George Orwell wrote, “The war is not meant to be won, it is meant to be continuous. Hierarchical society is only possible on the basis of poverty and ignorance. This new version is the past and no different past can ever have existed. In principle the war effort is always planned to keep society on the brink of starvation. The war is waged by the ruling group against its own subjects and its object is not the victory over either Eurasia or East Asia, but to keep the very structure of society intact.”

In our case it’s only a war of words but one that achieves the same function: misdirection and false unity. And the results are the same: bad governance and oppression (well, oppression-lite in our case). So we need the Fourth Estate, civil society and the political class to fact-check and challenge absurd assertions more than they currently do.

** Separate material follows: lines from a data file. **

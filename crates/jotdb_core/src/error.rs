//! Error types for the jotdb store.

use std::io;
use std::path::PathBuf;
use thiserror::Error;

/// Result type for store operations.
pub type StoreResult<T> = Result<T, StoreError>;

/// Errors that can occur in store operations.
#[derive(Debug, Error)]
pub enum StoreError {
    /// The base directory could not be created at construction time.
    #[error("cannot create base directory {}: {source}", .path.display())]
    Bootstrap {
        /// The directory that could not be created.
        path: PathBuf,
        /// The underlying I/O error.
        source: io::Error,
    },

    /// A collection name or record id sanitized to an unusable string.
    #[error("invalid name: {raw:?} sanitizes to an empty or reserved path component")]
    InvalidName {
        /// The name as supplied by the caller.
        raw: String,
    },

    /// I/O error from the filesystem.
    #[error("I/O error: {0}")]
    Io(#[from] io::Error),

    /// A record could not be serialized before writing.
    #[error("serialization failed: {0}")]
    Serialize(#[source] serde_json::Error),

    /// On-disk content failed to deserialize. This indicates corruption,
    /// not a missing record.
    #[error("corrupt record {id} in collection {collection}: {source}")]
    Corrupt {
        /// The collection holding the corrupt file.
        collection: String,
        /// The record id.
        id: String,
        /// The decode error.
        source: serde_json::Error,
    },

    /// A record required by the operation does not exist.
    #[error("record not found: {id} in collection {collection}")]
    RecordNotFound {
        /// The collection searched.
        collection: String,
        /// The record id that was not found.
        id: String,
    },

    /// A collection required by the operation does not exist.
    #[error("collection not found: {name}")]
    CollectionNotFound {
        /// Name of the collection.
        name: String,
    },

    /// `append` was invoked against a field that exists but is not an array.
    #[error("field {field:?} is not an array and cannot be appended to")]
    FieldNotAppendable {
        /// The offending field name.
        field: String,
    },

    /// A checked update found the record modified since it was read.
    #[error("write conflict: record {id} in collection {collection} was modified concurrently")]
    WriteConflict {
        /// The collection holding the record.
        collection: String,
        /// The record id.
        id: String,
    },
}

impl StoreError {
    /// Creates an invalid name error.
    pub fn invalid_name(raw: impl Into<String>) -> Self {
        Self::InvalidName { raw: raw.into() }
    }

    /// Creates a corrupt record error.
    pub fn corrupt(
        collection: impl Into<String>,
        id: impl Into<String>,
        source: serde_json::Error,
    ) -> Self {
        Self::Corrupt {
            collection: collection.into(),
            id: id.into(),
            source,
        }
    }

    /// Creates a record not found error.
    pub fn record_not_found(collection: impl Into<String>, id: impl Into<String>) -> Self {
        Self::RecordNotFound {
            collection: collection.into(),
            id: id.into(),
        }
    }

    /// Creates a collection not found error.
    pub fn collection_not_found(name: impl Into<String>) -> Self {
        Self::CollectionNotFound { name: name.into() }
    }

    /// Creates a field not appendable error.
    pub fn field_not_appendable(field: impl Into<String>) -> Self {
        Self::FieldNotAppendable {
            field: field.into(),
        }
    }

    /// Creates a write conflict error.
    pub fn write_conflict(collection: impl Into<String>, id: impl Into<String>) -> Self {
        Self::WriteConflict {
            collection: collection.into(),
            id: id.into(),
        }
    }
}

Instead of sighing and just letting obvious whoppers go by because they’re not worth the effort, we have to make deceivers work harder.

We deserve better lies. UCT’s attempt at sophistry is galling and could be “less flat and obvious, more thoughtful and imaginative” itself, but when serious politicans produce the same genre of fantasy there are sometimes real-world consequences. We’re less likely to solve the profound problems we face if government can win such easy votes and a misled public is less likely to ever leave the “brink of starvation”.

Thomas Jefferson wrote that “an informed citizenry is the only true repository of the public will”, so we need to call out the lies. All the lies.